Superspace coinvariants and hyperplane arrangements
Robert Angarone, Patricia Commins, Trevor Karn, Satoshi Murai, Brendon Rhoades
TL;DR
This work resolves the first explicit basis for the superspace coinvariant ring $SR = \Omega / I$ by connecting superspace coinvariants to Solomon–Terao algebras of carefully chosen southwest hyperplane arrangements. The authors establish a transfer principle that reduces the problem to commutative-algebra questions about colon ideals $S^{\mathfrak{S}_n}_+ : f_J$ and their bases, proving that the monomial families ${\mathcal M}(J)$ descend to bases for these quotients and, in turn, assemble into an explicit Artin basis for $SR$. They prove the Sagan–Swanson conjecture by constructing the Artin basis ${\mathcal M}$ for $SR$ and relate $SR$ to a family of ST-algebras arising from southwest arrangements, which are themselves free and possess complete-intersection quotients with Hilbert-series governed by the exponents ${\mathrm{st}}(J)$. The approach bridges superspace coinvariants with Hessenberg-type geometry via the Solomon–Terao framework, offering a robust method to obtain explicit bases and suggesting avenues for generalization to other types and geometric interpretations.
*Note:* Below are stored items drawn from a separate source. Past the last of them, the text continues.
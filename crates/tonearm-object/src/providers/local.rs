//! Filesystem provider: every bucket is a directory under a common root.

use std::io::ErrorKind;
use std::path::{Path, PathBuf};
use std::sync::Arc;

#[cfg(feature = "config")]
use clap::Args;
use object_store::ObjectStore;
use object_store::local::LocalFileSystem;
use serde::{Deserialize, Serialize};

use super::{BucketProvider, validate_bucket_name};
use crate::TRACING_TARGET_PROVIDER;
use crate::types::{BucketCreation, Error, Result, from_object_store};

/// Configuration for the filesystem provider.
#[derive(Debug, Clone, PartialEq, Eq, Serialize, Deserialize)]
#[cfg_attr(feature = "config", derive(Args))]
#[serde(rename_all = "camelCase")]
pub struct LocalConfig {
    /// Directory holding one sub-directory per bucket
    #[cfg_attr(feature = "config", arg(long = "storage-root", env = "STORAGE_ROOT"))]
    pub root: PathBuf,
}

impl LocalConfig {
    /// Creates a configuration rooted at `root`.
    pub fn new(root: impl Into<PathBuf>) -> Self {
        Self { root: root.into() }
    }

    /// Validate the configuration.
    pub fn validate(&self) -> Result<()> {
        if self.root.as_os_str().is_empty() {
            return Err(Error::invalid_config("storage root cannot be empty"));
        }

        Ok(())
    }
}

/// Buckets stored as directories under [`LocalConfig::root`].
#[derive(Debug, Clone)]
pub struct LocalProvider {
    root: PathBuf,
}

impl LocalProvider {
    /// Creates a provider rooted at `config.root`.
    pub fn new(config: &LocalConfig) -> Result<Self> {
        config.validate()?;
        Ok(Self {
            root: config.root.clone(),
        })
    }

    /// Returns the root directory.
    pub fn root(&self) -> &Path {
        &self.root
    }

    fn bucket_dir(&self, bucket: &str) -> Result<PathBuf> {
        validate_bucket_name(bucket)?;
        Ok(self.root.join(bucket))
    }
}

#[async_trait::async_trait]
impl BucketProvider for LocalProvider {
    fn id(&self) -> &'static str {
        "local"
    }

    // The filesystem store rejects any attribute on write.
    fn supports_attributes(&self) -> bool {
        false
    }

    async fn open(&self, bucket: &str) -> Result<Arc<dyn ObjectStore>> {
        let dir = self.bucket_dir(bucket)?;

        let is_dir = tokio::fs::metadata(&dir)
            .await
            .map(|meta| meta.is_dir())
            .unwrap_or(false);
        if !is_dir {
            return Err(Error::BucketNotFound {
                bucket: bucket.to_string(),
            });
        }

        let store = LocalFileSystem::new_with_prefix(&dir)
            .map_err(|e| from_object_store("open_bucket", e))?;

        Ok(Arc::new(store))
    }

    async fn bucket_exists(&self, prefix: &str) -> Result<bool> {
        let mut entries = match tokio::fs::read_dir(&self.root).await {
            Ok(entries) => entries,
            Err(e) if e.kind() == ErrorKind::NotFound => return Ok(false),
            Err(e) => return Err(Error::backend("bucket_exists", e, true)),
        };

        while let Some(entry) = entries
            .next_entry()
            .await
            .map_err(|e| Error::backend("bucket_exists", e, true))?
        {
            let is_dir = entry.file_type().await.is_ok_and(|t| t.is_dir());
            if is_dir && entry.file_name().to_string_lossy().starts_with(prefix) {
                return Ok(true);
            }
        }

        Ok(false)
    }

    async fn create_bucket(&self, bucket: &str) -> Result<BucketCreation> {
        let dir = self.bucket_dir(bucket)?;

        tokio::fs::create_dir_all(&self.root)
            .await
            .map_err(|e| Error::backend("create_bucket", e, true))?;

        match tokio::fs::create_dir(&dir).await {
            Ok(()) => {
                tracing::debug!(
                    target: TRACING_TARGET_PROVIDER,
                    bucket = %bucket,
                    path = %dir.display(),
                    "Bucket directory created"
                );
                Ok(BucketCreation::Created)
            }
            Err(e) if e.kind() == ErrorKind::AlreadyExists => {
                let is_dir = tokio::fs::metadata(&dir)
                    .await
                    .is_ok_and(|meta| meta.is_dir());
                if is_dir {
                    Ok(BucketCreation::AlreadyExists)
                } else {
                    Err(Error::invalid_bucket(bucket, "path exists and is not a directory"))
                }
            }
            Err(e) => Err(Error::backend("create_bucket", e, true)),
        }
    }
}
//! Shared adapter types.

mod bucket_creation;
mod error;

pub use bucket_creation::BucketCreation;
pub(crate) use error::from_object_store;
pub use error::{BoxedError, Error, Result};
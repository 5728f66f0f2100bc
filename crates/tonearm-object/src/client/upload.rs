//! Streaming file upload.

use std::path::Path;

use bytes::Bytes;
use object_store::path::Path as ObjectPath;
use object_store::{
    Attributes, ObjectStore, PutMultipartOptions, PutOptions, PutPayload, WriteMultipart,
};
use tokio::fs::File;
use tokio::io::AsyncReadExt;

use crate::TRACING_TARGET_TRANSFER;
use crate::transfer::{TransferOptions, TransferStatus};
use crate::types::{Error, Result, from_object_store};

/// Size of each local read while streaming a multipart upload.
const READ_BUFFER_SIZE: usize = 64 * 1024;

/// Parts allowed in flight before reading more of the file.
const MAX_CONCURRENT_PARTS: usize = 4;

/// Uploads `source` to `location` with the given object `attributes`.
///
/// Backends that cannot store attributes must be handed an empty set.
///
/// Files no larger than one chunk go up in a single request; anything
/// bigger is streamed as a multipart upload. Returns the bytes sent.
pub(super) async fn put_file(
    store: &dyn ObjectStore,
    location: &ObjectPath,
    source: &Path,
    attributes: Attributes,
    options: &TransferOptions,
) -> Result<u64> {
    let mut file = match File::open(source).await {
        Ok(file) => file,
        Err(e) if e.kind() == std::io::ErrorKind::NotFound => {
            return Err(Error::SourceNotFound {
                path: source.to_path_buf(),
            });
        }
        Err(e) => return Err(e.into()),
    };
    let total = file.metadata().await?.len();

    options.report(TransferStatus::Starting, 0, Some(total));
    if options.is_cancelled() {
        options.report(TransferStatus::Failed, 0, Some(total));
        return Err(Error::Cancelled);
    }

    let mut sent = 0;
    let result = if total <= options.chunk_size() as u64 {
        put_single(store, location, &mut file, attributes, &mut sent).await
    } else {
        put_multipart(store, location, &mut file, attributes, total, options, &mut sent).await
    };

    match result {
        Ok(()) => {
            options.report(TransferStatus::Completed, sent, Some(total));
            Ok(sent)
        }
        Err(err) => {
            options.report(TransferStatus::Failed, sent, Some(total));
            Err(err)
        }
    }
}

async fn put_single(
    store: &dyn ObjectStore,
    location: &ObjectPath,
    file: &mut File,
    attributes: Attributes,
    sent: &mut u64,
) -> Result<()> {
    let mut data = Vec::new();
    file.read_to_end(&mut data).await?;
    let len = data.len() as u64;

    let opts = PutOptions {
        attributes,
        ..Default::default()
    };
    store
        .put_opts(location, PutPayload::from(Bytes::from(data)), opts)
        .await
        .map_err(|e| from_object_store("upload", e))?;

    *sent = len;
    Ok(())
}

async fn put_multipart(
    store: &dyn ObjectStore,
    location: &ObjectPath,
    file: &mut File,
    attributes: Attributes,
    total: u64,
    options: &TransferOptions,
    sent: &mut u64,
) -> Result<()> {
    let opts = PutMultipartOptions {
        attributes,
        ..Default::default()
    };
    let upload = store
        .put_multipart_opts(location, opts)
        .await
        .map_err(|e| from_object_store("upload", e))?;
    let mut writer = WriteMultipart::new_with_chunk_size(upload, options.chunk_size());

    let mut buffer = vec![0u8; READ_BUFFER_SIZE];
    loop {
        if options.is_cancelled() {
            abort(writer, location).await;
            return Err(Error::Cancelled);
        }

        let read = match file.read(&mut buffer).await {
            Ok(0) => break,
            Ok(read) => read,
            Err(e) => {
                abort(writer, location).await;
                return Err(e.into());
            }
        };

        if let Err(e) = writer.wait_for_capacity(MAX_CONCURRENT_PARTS).await {
            abort(writer, location).await;
            return Err(from_object_store("upload", e));
        }

        writer.write(&buffer[..read]);
        *sent += read as u64;
        options.report(TransferStatus::InProgress, *sent, Some(total));
    }

    writer
        .finish()
        .await
        .map_err(|e| from_object_store("upload", e))?;

    Ok(())
}

async fn abort(writer: WriteMultipart, location: &ObjectPath) {
    if let Err(e) = writer.abort().await {
        tracing::warn!(
            target: TRACING_TARGET_TRANSFER,
            location = %location,
            error = %e,
            "Failed to abort multipart upload"
        );
    }
}
//! Per-transfer options.

use std::sync::Arc;

use tokio_util::sync::CancellationToken;

use super::{ProgressObserver, TransferProgress, TransferStatus};

/// Default size of each streamed chunk (8 MiB).
///
/// Multipart backends require parts of at least 5 MiB except for the last.
pub const DEFAULT_CHUNK_SIZE: usize = 8 * 1024 * 1024;

/// Optional knobs for a single upload or download.
#[derive(Debug, Clone)]
pub struct TransferOptions {
    observer: Option<Arc<dyn ProgressObserver>>,
    cancellation: Option<CancellationToken>,
    chunk_size: usize,
}

impl Default for TransferOptions {
    fn default() -> Self {
        Self {
            observer: None,
            cancellation: None,
            chunk_size: DEFAULT_CHUNK_SIZE,
        }
    }
}

impl TransferOptions {
    /// Creates options with no observer, no cancellation and the default chunk size.
    pub fn new() -> Self {
        Self::default()
    }

    /// Reports progress to `observer`.
    #[must_use]
    pub fn with_observer(mut self, observer: impl ProgressObserver + 'static) -> Self {
        self.observer = Some(Arc::new(observer));
        self
    }

    /// Reports progress to a shared observer.
    #[must_use]
    pub fn with_shared_observer(mut self, observer: Arc<dyn ProgressObserver>) -> Self {
        self.observer = Some(observer);
        self
    }

    /// Stops the transfer once `token` is cancelled.
    #[must_use]
    pub fn with_cancellation(mut self, token: CancellationToken) -> Self {
        self.cancellation = Some(token);
        self
    }

    /// Sets the streaming chunk size in bytes; zero falls back to the default.
    #[must_use]
    pub fn with_chunk_size(mut self, chunk_size: usize) -> Self {
        self.chunk_size = if chunk_size == 0 {
            DEFAULT_CHUNK_SIZE
        } else {
            chunk_size
        };
        self
    }

    /// Returns the streaming chunk size in bytes.
    #[inline]
    pub fn chunk_size(&self) -> usize {
        self.chunk_size
    }

    /// Returns `true` once the cancellation token, if any, has fired.
    #[inline]
    pub fn is_cancelled(&self) -> bool {
        self.cancellation
            .as_ref()
            .is_some_and(CancellationToken::is_cancelled)
    }

    pub(crate) fn report(&self, status: TransferStatus, bytes: u64, total: Option<u64>) {
        if let Some(observer) = &self.observer {
            observer.on_progress(&TransferProgress::new(status, bytes, total));
        }
    }
}
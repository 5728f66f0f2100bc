//! Path-derived asset identifiers.

use std::path::Path;

use derive_more::{Display, From, Into};
use serde::{Deserialize, Serialize};
use sha2::{Digest, Sha256};

/// Identifier of a registered audio asset.
///
/// Derived from the asset's local path with [`AudioId::from_path`]. The
/// derivation is deterministic across processes, but distinct paths may
/// collide and nothing here disambiguates them.
#[derive(Debug, Clone, Copy, PartialEq, Eq, Hash, PartialOrd, Ord)]
#[derive(Display, From, Into)]
#[derive(Serialize, Deserialize)]
#[serde(transparent)]
pub struct AudioId(u64);

impl AudioId {
    /// Wraps a raw identifier, e.g. one returned by a fingerprint index.
    #[inline]
    pub const fn new(raw: u64) -> Self {
        Self(raw)
    }

    /// Derives the identifier for an asset path.
    ///
    /// Hashes the path exactly as given: `song.mp3` and `./song.mp3` are
    /// different paths and produce different identifiers.
    pub fn from_path(path: impl AsRef<Path>) -> Self {
        let digest = Sha256::digest(path.as_ref().as_os_str().as_encoded_bytes());
        let mut prefix = [0u8; 8];
        prefix.copy_from_slice(&digest[..8]);
        Self(u64::from_be_bytes(prefix))
    }

    /// Returns the raw identifier value.
    #[inline]
    pub const fn as_u64(self) -> u64 {
        self.0
    }
}
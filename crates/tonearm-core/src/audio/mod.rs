//! Audio asset descriptors and identifiers.
//!
//! An asset is addressed two ways that are deliberately kept apart: the
//! [`AudioId`] is derived from the asset's local path and keys the
//! fingerprint index, while the remote object key is derived from the
//! [`AudioInfo`] fields. The same content registered under two paths gets
//! two identifiers, and two different paths with equal descriptors share a
//! remote key.

mod id;
mod info;

pub use id::AudioId;
pub use info::AudioInfo;
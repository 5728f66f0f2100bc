//! Result of a fingerprint query.

use serde::{Deserialize, Serialize};

use crate::audio::AudioId;

/// A single match returned by [`FingerprintIndex::query`](super::FingerprintIndex::query).
#[derive(Debug, Clone, Copy, PartialEq, Eq, Serialize, Deserialize)]
#[serde(rename_all = "camelCase")]
pub struct QueryMatch {
    /// Identifier of the matched asset.
    pub id: AudioId,
    /// Index-defined match strength; higher is better.
    pub score: u32,
}

impl QueryMatch {
    /// Creates a new match.
    pub fn new(id: AudioId, score: u32) -> Self {
        Self { id, score }
    }
}
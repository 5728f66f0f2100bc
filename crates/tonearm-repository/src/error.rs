//! Repository error types.

/// Result type for repository operations.
pub type Result<T, E = Error> = std::result::Result<T, E>;

/// Errors that can occur while coordinating the cache, index and storage.
#[derive(Debug, thiserror::Error)]
pub enum Error {
    /// The fingerprint index failed or had no match.
    #[error(transparent)]
    Index(#[from] tonearm_core::Error),

    /// The object storage adapter failed.
    #[error(transparent)]
    Storage(#[from] tonearm_object::Error),

    /// A cache file name escapes the cache directory.
    #[error("invalid file name '{name}': {reason}")]
    InvalidFileName { name: String, reason: &'static str },

    /// Every descriptor field the key layout uses is empty.
    #[error("descriptor has no fields to build a remote key from")]
    EmptyKey,

    /// Reading or writing the cache directory failed.
    #[error("cache I/O error: {0}")]
    Io(#[from] std::io::Error),

    /// Invalid repository configuration.
    #[error("invalid configuration: {reason}")]
    InvalidConfig { reason: String },
}

impl Error {
    pub(crate) fn invalid_file_name(name: &str, reason: &'static str) -> Self {
        Self::InvalidFileName {
            name: name.to_string(),
            reason,
        }
    }

    pub(crate) fn invalid_config(reason: impl Into<String>) -> Self {
        Self::InvalidConfig {
            reason: reason.into(),
        }
    }

    /// Returns `true` when the index has no match or the remote object is missing.
    pub fn is_not_found(&self) -> bool {
        match self {
            Self::Index(e) => e.is_not_found(),
            Self::Storage(e) => e.is_not_found(),
            _ => false,
        }
    }

    /// Returns `true` when an upload found no local file.
    pub fn is_source_not_found(&self) -> bool {
        matches!(
            self,
            Self::Storage(tonearm_object::Error::SourceNotFound { .. })
        )
    }

    /// Returns `true` when an upload was rejected for its file extension.
    pub fn is_invalid_content_type(&self) -> bool {
        matches!(
            self,
            Self::Storage(tonearm_object::Error::InvalidContentType { .. })
        )
    }
}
Overall, the paper delivers the first explicit basis for $SR$, proves key conjectures, and highlights deep connections between hyperplane arrangements, invariant theory, and combinatorial algebra.
Abstract
Let $Ω$ be the {\em superspace ring} of polynomial-valued differential forms on affine $n$-space. The natural action of the symmetric group $\mathfrak{S}_n$ on $n$-space induces an action of $\mathfrak{S}_n$ on $Ω$. The {\em superspace coinvariant ring} is the quotient $SR$ of $Ω$ by the ideal generated by $\mathfrak{S}_n$-invariants with vanishing constant term. We give the first explicit basis of $SR$, proving a conjecture of Sagan and Swanson. Our techniques use the theory of hyperplane arrangements. We relate $SR$ to instances of the Solomon-Terao algebras of Abe-Maeno-Murai-Numata and use exact sequences relating the derivation modules of certain `southwest closed' arrangements to obtain the desired basis of $SR$.